Plus précisément, notre première étude empirique nous a permis de proposer une conceptualisation du
contenu de marque articulée autour de quinze dimensions. Ces dimensions représentent autant
d’indicateurs utiles aux managers dans leur pratique quotidienne. Ainsi, par exemple, les éléments de
structure du concept permettent aux managers de disposer d’un certain nombre de repères pour
entreprendre la production de contenus : le réflexion sur une ligne éditoriale est par exemple
incontournable dans le processus de production de contenu de marque.

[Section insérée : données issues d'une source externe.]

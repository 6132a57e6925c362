//! Text-completion collaborator boundary
//!
//! The classifier only needs one thing from the outside world: given an
//! ordered list of role-tagged messages and a temperature, return
//! generated text. `CompletionModel` is that seam; `OpenAiCompatClient`
//! implements it against any OpenAI-compatible chat completions API, and
//! `MockCompletionModel` stands in for tests.

mod mock;
mod openai;

pub use mock::MockCompletionModel;
pub use openai::OpenAiCompatClient;

use async_trait::async_trait;
use serde::{Deserialize, Serialize};
use thiserror::Error;

/// Errors from the completion collaborator
///
/// The classifier treats all of these as recoverable; they feed the
/// fallback tiers and never propagate past it.
#[derive(Debug, Error)]
pub enum CompletionError {
    /// Configuration error (missing API key, bad endpoint)
    #[error("Configuration error: {0}")]
    Config(String),

    /// Network error (connection failed, timeout)
    #[error("Network error: {0}")]
    Network(String),

    /// API error (non-2xx response, rate limit, invalid request)
    #[error("API error: {0}")]
    Api(String),

    /// Parse error (invalid JSON, empty choices)
    #[error("Parse error: {0}")]
    Parse(String),
}

/// One role-tagged message in a completion request
#[derive(Debug, Clone, Serialize, Deserialize)]
pub struct ChatMessage {
    /// Role: "system", "user", "assistant"
    pub role: String,

    /// Message content
    pub content: String,
}

impl ChatMessage {
    /// Creates a system message.
    pub fn system(content: impl Into<String>) -> Self {
        Self {
            role: "system".to_string(),
            content: content.into(),
        }
    }

    /// Creates a user message.
    pub fn user(content: impl Into<String>) -> Self {
        Self {
            role: "user".to_string(),
            content: content.into(),
        }
    }
}

/// The text-completion collaborator contract
#[async_trait]
pub trait CompletionModel: Send + Sync {
    /// Sends the messages and returns the generated text.
    async fn complete(
        &self,
        messages: &[ChatMessage],
        temperature: f32,
    ) -> Result<String, CompletionError>;
}
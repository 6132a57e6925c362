//! Frontier bookkeeping for the breadth-first crawl
//!
//! The frontier owns the FIFO queue, the visited set, and the exclude
//! set. All three operate on canonical URLs; the queue never holds two
//! entries for the same canonical form.

use crate::crawler::UrlRecord;
use std::collections::{HashMap, HashSet, VecDeque};

/// A queued URL with its breadth-first depth
#[derive(Debug, Clone, PartialEq, Eq)]
pub struct QueuedUrl {
    pub url: String,
    pub depth: u32,
}

/// Queue + visited-set structure driving breadth-first crawl order
#[derive(Debug, Default)]
pub struct Frontier {
    queue: VecDeque<QueuedUrl>,
    queued: HashSet<String>,
    visited: HashSet<String>,
    excluded: HashSet<String>,
}

impl Frontier {
    /// Creates a frontier with the given exclude set (canonical URLs)
    pub fn new(excluded: HashSet<String>) -> Self {
        Self {
            excluded,
            ..Default::default()
        }
    }

    /// Enqueues a canonical URL unless it is already queued, visited, or
    /// excluded. Returns whether it was accepted.
    pub fn enqueue(&mut self, url: String, depth: u32) -> bool {
        if self.visited.contains(&url) || self.excluded.contains(&url) || self.queued.contains(&url)
        {
            return false;
        }
        self.queued.insert(url.clone());
        self.queue.push_back(QueuedUrl { url, depth });
        true
    }

    /// Pops the next URL in FIFO order
    pub fn next(&mut self) -> Option<QueuedUrl> {
        let item = self.queue.pop_front()?;
        self.queued.remove(&item.url);
        Some(item)
    }

    /// Marks a URL visited. Returns false if it was already visited.
    pub fn mark_visited(&mut self, url: &str) -> bool {
        self.visited.insert(url.to_string())
    }

    pub fn is_visited(&self, url: &str) -> bool {
        self.visited.contains(url)
    }

    pub fn is_excluded(&self, url: &str) -> bool {
        self.excluded.contains(url)
    }

    pub fn len(&self) -> usize {
        self.queue.len()
    }

    pub fn is_empty(&self) -> bool {
        self.queue.is_empty()
    }
}

/// Merges two ordered URL record lists by canonical URL
///
/// Used by callers that persist URL lists between scans and re-ingest
/// them. Existing records keep their position; an incoming record for a
/// known URL overwrites depth and status (last write wins), and new URLs
/// append in their incoming order.
pub fn merge_url_records(existing: Vec<UrlRecord>, incoming: Vec<UrlRecord>) -> Vec<UrlRecord> {
    let mut merged = existing;
    let mut index: HashMap<String, usize> = merged
        .iter()
        .enumerate()
        .map(|(i, r)| (r.url.clone(), i))
        .collect();

    for record in incoming {
        match index.get(&record.url) {
            Some(&i) => {
                merged[i] = record;
            }
            None => {
                index.insert(record.url.clone(), merged.len());
                merged.push(record);
            }
        }
    }

    merged
}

La typologie que nous proposons des pratiques de contenu de marque donne dans un second temps un
repère aux managers sur les différents degrés de maturité des stratégies possibles. Elle pourra par
exemple leur permettre de situer leur propre stratégie de contenu de marque sur une échelle de
maturité, et d’entreprendre les réflexions, décisions et actions nécessaires à son développement (pour
atteindre le niveau supérieur).

La mise en lumière des antécédents et des effets des pratiques de contenu de marque apporte une
clarification supplémentaire et permet d’expliquer l’engouement des managers pour la pratique. La
liste des effets ou fonctions du brand content fournit par ailleurs des indications exhaustives et utiles
aux managers (publicitaires et annonceurs) sur les résultats qu’ils pourront mesurer à l’issue d’une
campagne de diffusion de contenus de marque.

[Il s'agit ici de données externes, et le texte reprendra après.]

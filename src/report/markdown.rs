//! Markdown rendering of the migration report
//!
//! A human-readable document export with the same fields as the JSON
//! encoding. It is rendered from the finished `Report` value so the two
//! encodings can never drift apart.

use crate::report::{Audience, Confidence, ReferenceType, Report, TaskCategory};
use std::fs::File;
use std::io::Write;
use std::path::Path;

/// Writes the markdown rendering of a report to a file
pub fn render_markdown(report: &Report, output_path: &Path) -> std::io::Result<()> {
    let markdown = format_markdown(report);
    let mut file = File::create(output_path)?;
    file.write_all(markdown.as_bytes())?;
    Ok(())
}

/// Formats a report as a markdown document
pub fn format_markdown(report: &Report) -> String {
    let mut md = String::new();

    md.push_str("# Legacy System Migration Report\n\n");

    md.push_str("## Scan Information\n\n");
    md.push_str(&format!(
        "- **Generated**: {}\n",
        report.generated_at.format("%Y-%m-%d %H:%M:%S UTC")
    ));
    if let Some(seed) = &report.seed_url {
        md.push_str(&format!("- **Seed URL**: {}\n", seed));
    }
    if !report.keyword_hints.is_empty() {
        md.push_str(&format!(
            "- **Keyword hints**: {}\n",
            report.keyword_hints.join(", ")
        ));
    }
    if !report.work_stream_hints.is_empty() {
        md.push_str(&format!(
            "- **Work streams**: {}\n",
            report.work_stream_hints.join(", ")
        ));
    }
    md.push_str(&format!("- **Pages scanned**: {}\n", report.total_scanned));
    md.push_str(&format!(
        "- **Pages with legacy references**: {}\n\n",
        report.total_with_findings
    ));

    if !report.urls.is_empty() {
        md.push_str("## Crawled URLs\n\n");
        md.push_str("| URL | Depth | Status |\n");
        md.push_str("|-----|-------|--------|\n");
        for record in &report.urls {
            md.push_str(&format!(
                "| {} | {} | {:?} |\n",
                record.url, record.depth, record.status
            ));
        }
        md.push('\n');
    }

    if report.recommended_updates.is_empty() {
        md.push_str("## Recommended Updates\n\nNo legacy-system references found.\n");
        return md;
    }

    md.push_str("## Recommended Updates\n\n");
    for result in &report.recommended_updates {
        match &result.page_title {
            Some(title) => md.push_str(&format!("### {} ({})\n\n", title, result.url)),
            None => md.push_str(&format!("### {}\n\n", result.url)),
        }

        for (i, finding) in result.findings.iter().enumerate() {
            md.push_str(&format!("#### Finding {}\n\n", i + 1));
            md.push_str(&format!("> {}\n\n", finding.html_context));
            md.push_str(&format!(
                "- **Audience**: {}\n",
                audience_label(finding.primary_audience)
            ));
            md.push_str(&format!(
                "- **Task category**: {}\n",
                category_label(finding.task_category)
            ));
            md.push_str(&format!(
                "- **Reference type**: {}\n",
                reference_label(finding.reference_type)
            ));
            md.push_str(&format!(
                "- **Workday feature**: {}\n",
                finding.workday_feature
            ));
            md.push_str(&format!(
                "- **Confidence**: {}\n",
                confidence_label(finding.confidence)
            ));
            md.push_str(&format!(
                "- **Suggested keywords**: {}\n",
                finding.suggested_keywords.join(", ")
            ));
            if let Some(notes) = &finding.notes {
                md.push_str(&format!("- **Notes**: {}\n", notes));
            }
            md.push_str(&format!(
                "\n**Proposed replacement:**\n\n{}\n\n",
                finding.proposed_replacement
            ));
        }
    }

    md
}

fn audience_label(audience: Audience) -> &'static str {
    match audience {
        Audience::Students => "Students",
        Audience::EmployeesFacultyStaff => "Employees / Faculty / Staff",
        Audience::MixedOther => "Mixed / Other",
    }
}

fn category_label(category: TaskCategory) -> &'static str {
    match category {
        TaskCategory::Registration => "Registration",
        TaskCategory::FinancialAid => "Financial Aid",
        TaskCategory::StudentRecords => "Student Records",
        TaskCategory::HrBenefits => "HR & Benefits",
        TaskCategory::Payroll => "Payroll",
        TaskCategory::Procurement => "Procurement",
        TaskCategory::AccountAccess => "Account Access",
        TaskCategory::GenericSystemReference => "Generic System Reference",
    }
}

fn reference_label(reference: ReferenceType) -> &'static str {
    match reference {
        ReferenceType::ActionPortal => "Action portal",
        ReferenceType::InformationalReference => "Informational reference",
        ReferenceType::HistoricalReference => "Historical reference",
    }
}

fn confidence_label(confidence: Confidence) -> &'static str {
    match confidence {
        Confidence::High => "High",
        Confidence::Medium => "Medium",
        Confidence::Low => "Low",
    }
}

#[cfg(test)]
mod tests {
    use super::*;
    use crate::config::HintsConfig;
    use crate::crawler::UrlRecord;
    use crate::report::{build_report, AnalysisResult, Finding};

    fn sample_report() -> Report {
        let finding = Finding {
            html_context: "Log in to CougarWeb to register.".to_string(),
            primary_audience: Audience::Students,
            task_category: TaskCategory::Registration,
            reference_type: ReferenceType::ActionPortal,
            workday_feature: "Workday Student registration".to_string(),
            proposed_replacement: "Log in to Workday to register.".to_string(),
            suggested_keywords: vec![
                "workday".to_string(),
                "registration".to_string(),
                "student".to_string(),
            ],
            confidence: Confidence::High,
            notes: None,
        };
        build_report(
            &[UrlRecord::new("https://example.edu".to_string(), 0)],
            &[AnalysisResult::new(
                "https://example.edu".to_string(),
                Some("Home".to_string()),
                vec![finding],
            )],
            &HintsConfig {
                keywords: vec!["registration".to_string()],
                work_streams: vec!["student".to_string()],
            },
            Some("https://example.edu".to_string()),
        )
    }

    #[test]
    fn test_markdown_contains_all_fields() {
        let md = format_markdown(&sample_report());
        assert!(md.contains("# Legacy System Migration Report"));
        assert!(md.contains("**Seed URL**: https://example.edu"));
        assert!(md.contains("**Pages scanned**: 1"));
        assert!(md.contains("Home (https://example.edu)"));
        assert!(md.contains("Log in to CougarWeb to register."));
        assert!(md.contains("**Workday feature**: Workday Student registration"));
        assert!(md.contains("workday, registration, student"));
    }

    #[test]
    fn test_markdown_empty_findings() {
        let report = build_report(&[], &[], &HintsConfig::default(), None);
        let md = format_markdown(&report);
        assert!(md.contains("No legacy-system references found."));
    }

    #[test]
    fn test_render_markdown_writes_file() {
        let dir = tempfile::tempdir().unwrap();
        let path = dir.path().join("report.md");
        render_markdown(&sample_report(), &path).unwrap();
        let written = std::fs::read_to_string(&path).unwrap();
        assert!(written.starts_with("# Legacy System Migration Report"));
    }
}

La réalisation de deux études de cas donne à voir aux managers des exemples concrets et détaillés de
stratégies de contenu de marque. Elle permet en effet de comprendre comment la stratégie est initiée,
quel est son contenu, quels sont ses acteurs, et caetera. Ces deux études constituent une veille sur les
pratiques actuelles de contenu de marque, potentiellement utiles à d’autres marques.

Les résultats relatifs à la formation des stratégies délibérées et émergentes apportent enfin aux
praticiens une image précise des processus de formation de ces stratégies. Ils apportent également une

370
preuve qu’une stratégie réussie n’est pas nécessairement une stratégie formalisée au départ, qu’une
stratégie émergente peut devenir délibérée dans la mesure où elle suit un processus de transformation
complet. Nos travaux présentent la liste des étapes de ce processus de transformation, ainsi que les
tensions pouvant venir contrarier cette transformation. La connaissance de ces tensions pourra
permettre aux managers de les anticiper, et par conséquent d’augmenter leurs chances de réussite dans
le déploiement de la stratégie.

3) Contributions méthodologiques

Notre recherche propose un cadre de définition d’un concept.

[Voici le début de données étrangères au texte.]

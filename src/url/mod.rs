//! URL handling for relicscan
//!
//! Canonicalization keeps deduplication stable across trailing-slash and
//! fragment variants of the same page; the same-site check restricts the
//! crawl to the seed host and its subdomains.

mod canonicalize;
mod domain;

pub use canonicalize::canonicalize_url;
pub use domain::{extract_host, is_same_site};
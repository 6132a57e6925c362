use url::Url;

/// Extracts the lowercase host from a URL string
///
/// # Examples
///
/// ```
/// use relicscan::url::extract_host;
///
/// assert_eq!(extract_host("https://WWW.Example.edu/path"), Some("www.example.edu".to_string()));
/// assert_eq!(extract_host("not a url"), None);
/// ```
pub fn extract_host(url_str: &str) -> Option<String> {
    Url::parse(url_str)
        .ok()
        .and_then(|u| u.host_str().map(|h| h.to_lowercase()))
}

/// Checks whether a host belongs to the seed's site
///
/// A host is in scope when it equals the seed host exactly or is a
/// subdomain of it (`inside.example.edu` for seed `example.edu`). A host
/// that merely ends with the same characters (`notexample.edu`) is not.
pub fn is_same_site(host: &str, seed_host: &str) -> bool {
    let host = host.to_lowercase();
    let seed_host = seed_host.to_lowercase();

    host == seed_host || host.ends_with(&format!(".{}", seed_host))
}

#[cfg(test)]
mod tests {
    use super::*;

    #[test]
    fn test_extract_host_lowercases() {
        assert_eq!(
            extract_host("https://Online.EXAMPLE.edu/courses"),
            Some("online.example.edu".to_string())
        );
    }

    #[test]
    fn test_extract_host_invalid() {
        assert_eq!(extract_host("::::"), None);
    }

    #[test]
    fn test_same_host() {
        assert!(is_same_site("example.edu", "example.edu"));
    }

    #[test]
    fn test_subdomain_in_scope() {
        assert!(is_same_site("registrar.example.edu", "example.edu"));
        assert!(is_same_site("a.b.example.edu", "example.edu"));
    }

    #[test]
    fn test_cross_domain_out_of_scope() {
        assert!(!is_same_site("other.edu", "example.edu"));
    }

    #[test]
    fn test_suffix_collision_out_of_scope() {
        assert!(!is_same_site("notexample.edu", "example.edu"));
    }

    #[test]
    fn test_case_insensitive() {
        assert!(is_same_site("Registrar.Example.EDU", "example.edu"));
    }
}
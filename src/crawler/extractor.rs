//! Link extraction via pattern matching
//!
//! Anchors are found by scanning for href attributes rather than by
//! parsing the document structure; real-world pages are frequently
//! malformed enough that a strict parser would drop links a regex finds.

use crate::url::{canonicalize_url, extract_host, is_same_site};
use regex::Regex;
use std::collections::HashSet;
use std::sync::OnceLock;
use url::Url;

/// Matches href attributes with double-quoted, single-quoted, or unquoted
/// values, case-insensitively and tolerant of whitespace around `=`.
fn href_regex() -> &'static Regex {
    static HREF: OnceLock<Regex> = OnceLock::new();
    HREF.get_or_init(|| {
        Regex::new(r#"(?i)href\s*=\s*(?:"([^"]*)"|'([^']*)'|([^\s>]+))"#)
            .expect("href regex is valid")
    })
}

/// Extracts canonical same-site links from raw page markup
///
/// # Rules
///
/// - `javascript:`, `mailto:`, `tel:`, and `data:` targets are discarded
/// - Fragment-only targets (in-page anchors) are discarded
/// - Relative targets are resolved against `base_url`
/// - Only hosts equal to `seed_host` or subdomains of it are kept
/// - Results are canonicalized (no fragment, no trailing slash) and
///   deduplicated, preserving first-seen order
///
/// # Arguments
///
/// * `page_text` - Raw page markup
/// * `base_url` - The URL the page was fetched from
/// * `seed_host` - Host of the crawl seed
pub fn extract_links(page_text: &str, base_url: &Url, seed_host: &str) -> Vec<String> {
    let mut seen = HashSet::new();
    let mut links = Vec::new();

    for captures in href_regex().captures_iter(page_text) {
        let raw = captures
            .get(1)
            .or_else(|| captures.get(2))
            .or_else(|| captures.get(3))
            .map(|m| m.as_str().trim())
            .unwrap_or("");

        let Some(absolute) = resolve_href(raw, base_url) else {
            continue;
        };

        let Some(host) = extract_host(&absolute) else {
            continue;
        };
        if !is_same_site(&host, seed_host) {
            continue;
        }

        let Ok(canonical) = canonicalize_url(&absolute) else {
            continue;
        };

        if seen.insert(canonical.clone()) {
            links.push(canonical);
        }
    }

    links
}

/// Resolves a raw href to an absolute HTTP(S) URL, or discards it
fn resolve_href(href: &str, base_url: &Url) -> Option<String> {
    if href.is_empty() || href.starts_with('#') {
        return None;
    }

    let lowered = href.to_lowercase();
    if lowered.starts_with("javascript:")
        || lowered.starts_with("mailto:")
        || lowered.starts_with("tel:")
        || lowered.starts_with("data:")
    {
        return None;
    }

    let absolute = base_url.join(href).ok()?;
    if absolute.scheme() == "http" || absolute.scheme() == "https" {
        Some(absolute.to_string())
    } else {
        None
    }
}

Le cadre présenté s’appuie sur une combinaison de travaux portant sur la notion de concept en
management et en sciences de gestion (e.g. Ogden et Richards, 1923 ; Dumez, 2011 ; Teas et Palan,
1997). Il propose dans un premier temps d’identifier la dénomination du concept (definiendum et
definiens), puis de clarifier la compréhension du concept selon son statut (quel est le statut du concept
ou de la pratique étudiée, notamment en regard de ses concepts proches), sa structure (quels sont ses
éléments structurants) et ses fonctions (quels sont ses effets). Le cadre que nous proposons permet
enfin de définir l’extension du concept (la liste ou typologie des objets ou pratiques couverts par le
concept). Ce cadre et l’illustration que nous en offrons (étude n°1) pourront potentiellement être utiles
à tout chercheur envisageant de définir un concept.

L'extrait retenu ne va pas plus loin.